The operations that are limited in scope to a single specified node and that usually require node ID:

Operation HTTP action Example Go API
Get node log GET /v1/daemon See Querying information section below api.GetDaemonLog
Resilver storage target PUT {"action": "start", "value": {"kind": "resilver", "node": targetID}} /v1/cluster curl -i -X PUT -H 'Content-Type: application/json' -d '{"action": "start", "value": {"kind": "resilver", "node": "43888:8083"}}' 'http://G/v1/cluster' api.StartXaction
Get target IO (aka disk) statistics (to be added) (to be added) api.GetTargetDiskStats
Get node log (to be added) (to be added) api.GetDaemonLog
Get node status (to be added) (to be added) api.GetDaemonStatus
Get node config (to be added) (to be added) api.GetDaemonConfig
Set node configuration PUT /v1/daemon/set-config/?name1=value1&name2=value2&... curl -i -X PUT 'http://G-or-T/v1/daemon/set-config?stats_time=33s&log.loglevel=4'
• Allows to update multiple values in one shot
• For the list of named configuration options, see runtime configuration
api.SetDaemonConfig
Reset node configuration PUT {"action": "reset-config"} /v1/daemon curl -i -X PUT -H 'Content-Type: application/json' -d '{"action": "reset-config"}' 'http://G-or-T/v1/daemon' api.ResetDaemonConfig
Get target IO (aka disk) statistics (to be added) (to be added) api.GetTargetDiskStats
Set (i.e., update) node config (to be added) (to be added) api.SetDaemonConfig
Reset AIS node configuration PUT {"action": "reset-config"} /v1/daemon curl -i -X PUT -H 'Content-Type: application/json' -d '{"action": "reset-config"}' 'http://G-or-T/v1/daemon' api.ResetDaemonConfig

Probing liveness and readiness

In this section, two quick curl examples.

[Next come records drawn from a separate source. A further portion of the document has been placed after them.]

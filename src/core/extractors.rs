//! Axum extractors for record ids and JSON bodies
//!
//! Both reject with [`RecordError`] so that failures render like every
//! other error of the service:
//! - a path id that is not an integer cannot name a record, so it is a 404
//! - a body that is not JSON is a 400 with a `detail` message

use crate::core::entity::RecordId;
use crate::core::error::RecordError;
use axum::body::Bytes;
use axum::extract::{FromRequest, FromRequestParts, Path, Request};
use axum::http::request::Parts;
use serde_json::{Map, Value};

/// Record id taken from the `{id}` path segment
#[derive(Debug, Clone, Copy, PartialEq, Eq)]
pub struct RecordPath(pub RecordId);

impl<S> FromRequestParts<S> for RecordPath
where
    S: Send + Sync,
{
    type Rejection = RecordError;

    async fn from_request_parts(parts: &mut Parts, state: &S) -> Result<Self, Self::Rejection> {
        let Path(raw) = Path::<String>::from_request_parts(parts, state)
            .await
            .map_err(|e| RecordError::Internal(format!("path extraction failed: {}", e)))?;

        raw.parse::<RecordId>()
            .map(RecordPath)
            .map_err(|_| RecordError::not_found("record", raw))
    }
}

/// Parse a raw request body as JSON.
///
/// An empty body reads as an empty object so that required-field
/// validation reports what is missing.
pub fn parse_json(body: &[u8]) -> Result<Value, RecordError> {
    if body.iter().all(u8::is_ascii_whitespace) {
        return Ok(Value::Object(Map::new()));
    }
    serde_json::from_slice(body).map_err(|e| RecordError::MalformedBody(e.to_string()))
}

/// Untyped JSON body; typing and validation happen in each entity's `from_json`
#[derive(Debug, Clone, PartialEq)]
pub struct JsonBody(pub Value);

impl<S> FromRequest<S> for JsonBody
where
    S: Send + Sync,
{
    type Rejection = RecordError;

    async fn from_request(req: Request, state: &S) -> Result<Self, Self::Rejection> {
        let bytes = Bytes::from_request(req, state)
            .await
            .map_err(|e| RecordError::MalformedBody(e.body_text()))?;

        parse_json(&bytes).map(JsonBody)
    }
}

#[cfg(test)]
mod tests {
    use super::*;
    use serde_json::json;

    #[test]
    fn test_parse_json_object() {
        assert_eq!(parse_json(br#"{"partner": 1}"#).unwrap(), json!({"partner": 1}));
    }

    #[test]
    fn test_parse_empty_body_as_empty_object() {
        assert_eq!(parse_json(b"").unwrap(), json!({}));
        assert_eq!(parse_json(b"  \n").unwrap(), json!({}));
    }

    #[test]
    fn test_parse_malformed_body() {
        let err = parse_json(b"{not json").unwrap_err();
        assert!(matches!(err, RecordError::MalformedBody(_)));
        assert!(err.to_string().starts_with("JSON parse error - "));
    }
}
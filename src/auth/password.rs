//! Password hashing and verification.

use crate::core::error::{RecordError, Result};
use argon2::{
    Algorithm, Argon2, Params, Version,
    password_hash::{PasswordHash, PasswordHasher, PasswordVerifier, SaltString, rand_core::OsRng},
};
use serde::{Deserialize, Serialize};

/// Argon2 hashing parameters.
#[derive(Debug, Clone, Copy, PartialEq, Eq, Serialize, Deserialize)]
#[serde(default, deny_unknown_fields)]
pub struct Argon2Params {
    pub memory_kib: u32,
    pub iterations: u32,
    pub parallelism: u32,
}

impl Argon2Params {
    fn to_params(self) -> std::result::Result<Params, argon2::Error> {
        Params::new(self.memory_kib, self.iterations, self.parallelism, None)
    }

    fn to_argon2(self) -> Result<Argon2<'static>> {
        let params = self
            .to_params()
            .map_err(|e| RecordError::Internal(format!("create argon2 params: {e}")))?;

        Ok(Argon2::new(Algorithm::Argon2id, Version::V0x13, params))
    }

    /// Check the parameters are accepted by argon2
    pub fn validate(self) -> std::result::Result<(), String> {
        self.to_params().map(|_| ()).map_err(|e| e.to_string())
    }
}

impl Default for Argon2Params {
    /// Argon2id RFC recommendations
    fn default() -> Self {
        Self {
            memory_kib: 19456, // 19 MB
            iterations: 2,
            parallelism: 1,
        }
    }
}

/// Hash a password with the given parameters.
pub fn hash_password(password: &str, params: Argon2Params) -> Result<String> {
    let salt = SaltString::generate(&mut OsRng);
    let hash = params
        .to_argon2()?
        .hash_password(password.as_bytes(), &salt)
        .map_err(|e| RecordError::Internal(format!("hash password: {e}")))?;

    Ok(hash.to_string())
}

/// Check that a string is a well-formed PHC hash
pub fn check_hash(hash: &str) -> Result<()> {
    PasswordHash::new(hash)
        .map(|_| ())
        .map_err(|e| RecordError::Internal(format!("parse hash: {e}")))
}

/// Verify a password against a hash.
///
/// Verification uses the parameters embedded in the hash itself.
pub fn verify_password(password: &str, hash: &str) -> Result<bool> {
    let parsed_hash =
        PasswordHash::new(hash).map_err(|e| RecordError::Internal(format!("parse hash: {e}")))?;

    Ok(Argon2::default()
        .verify_password(password.as_bytes(), &parsed_hash)
        .is_ok())
}

#[cfg(test)]
pub(crate) fn fast_params() -> Argon2Params {
    Argon2Params {
        memory_kib: 1024,
        iterations: 1,
        parallelism: 1,
    }
}
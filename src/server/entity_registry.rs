//! Entity registry collecting the routes of every record kind

use super::state::AppState;
use axum::Router;
use std::collections::BTreeMap;

/// Trait that describes how to build routes for an entity
///
/// Each routed record kind (Auto, Partner) implements this trait to provide
/// its list and detail routes.
pub trait EntityDescriptor: Send + Sync {
    /// The entity type name (e.g., "auto")
    fn entity_type(&self) -> &str;

    /// Collection path, with its trailing slash (e.g., "/auto/")
    fn collection_path(&self) -> String {
        format!("/{}/", self.entity_type())
    }

    /// Detail path template (e.g., "/auto/{id}/")
    fn detail_path(&self) -> String {
        format!("{}{{id}}/", self.collection_path())
    }

    /// Build the routes for this entity
    fn build_routes(&self) -> Router<AppState>;
}

/// Registry for all routed entities
#[derive(Default)]
pub struct EntityRegistry {
    descriptors: BTreeMap<String, Box<dyn EntityDescriptor>>,
}

impl EntityRegistry {
    pub fn new() -> Self {
        Self::default()
    }

    /// Register an entity descriptor
    ///
    /// The entity type name is the key; registering it again replaces it.
    pub fn register(&mut self, descriptor: Box<dyn EntityDescriptor>) {
        let entity_type = descriptor.entity_type().to_string();
        self.descriptors.insert(entity_type, descriptor);
    }

    /// Merge the routes of every registered entity
    pub fn build_routes(&self) -> Router<AppState> {
        self.descriptors
            .values()
            .fold(Router::new(), |router, descriptor| {
                router.merge(descriptor.build_routes())
            })
    }

    /// Registered entity types, in name order
    pub fn entity_types(&self) -> Vec<&str> {
        self.descriptors.keys().map(|s| s.as_str()).collect()
    }
}

#[cfg(test)]
mod tests {
    use super::*;

    struct MockDescriptor(&'static str);

    impl EntityDescriptor for MockDescriptor {
        fn entity_type(&self) -> &str {
            self.0
        }

        fn build_routes(&self) -> Router<AppState> {
            Router::new()
        }
    }

    #[test]
    fn test_new_registry_is_empty() {
        assert!(EntityRegistry::new().entity_types().is_empty());
    }

    #[test]
    fn test_register_multiple_entities() {
        let mut registry = EntityRegistry::new();
        registry.register(Box::new(MockDescriptor("partner")));
        registry.register(Box::new(MockDescriptor("auto")));
        assert_eq!(registry.entity_types(), ["auto", "partner"]);
    }

    #[test]
    fn test_register_duplicate_replaces() {
        let mut registry = EntityRegistry::new();
        registry.register(Box::new(MockDescriptor("auto")));
        registry.register(Box::new(MockDescriptor("auto")));
        assert_eq!(registry.entity_types().len(), 1);
    }

    #[test]
    fn test_default_paths() {
        let descriptor = MockDescriptor("auto");
        assert_eq!(descriptor.collection_path(), "/auto/");
        assert_eq!(descriptor.detail_path(), "/auto/{id}/");
    }
}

Notice response headers that show both the cluster and the responding node's respective uptimes (in nanoseconds):

$ curl -i http://localhost:8080/v1/health
HTTP/1.1 200 OK
Ais-Cluster-Uptime: 295433144686
Ais-Node-Uptime: 310453738871
Date: Tue, 08 Nov 2022 14:11:57 GMT
Content-Length: 0

Note: http://localhost:8080 address (above and elsewhere) must be understood as a placeholder for an arbitrary AIStore endpoint (AIS_ENDPOINT).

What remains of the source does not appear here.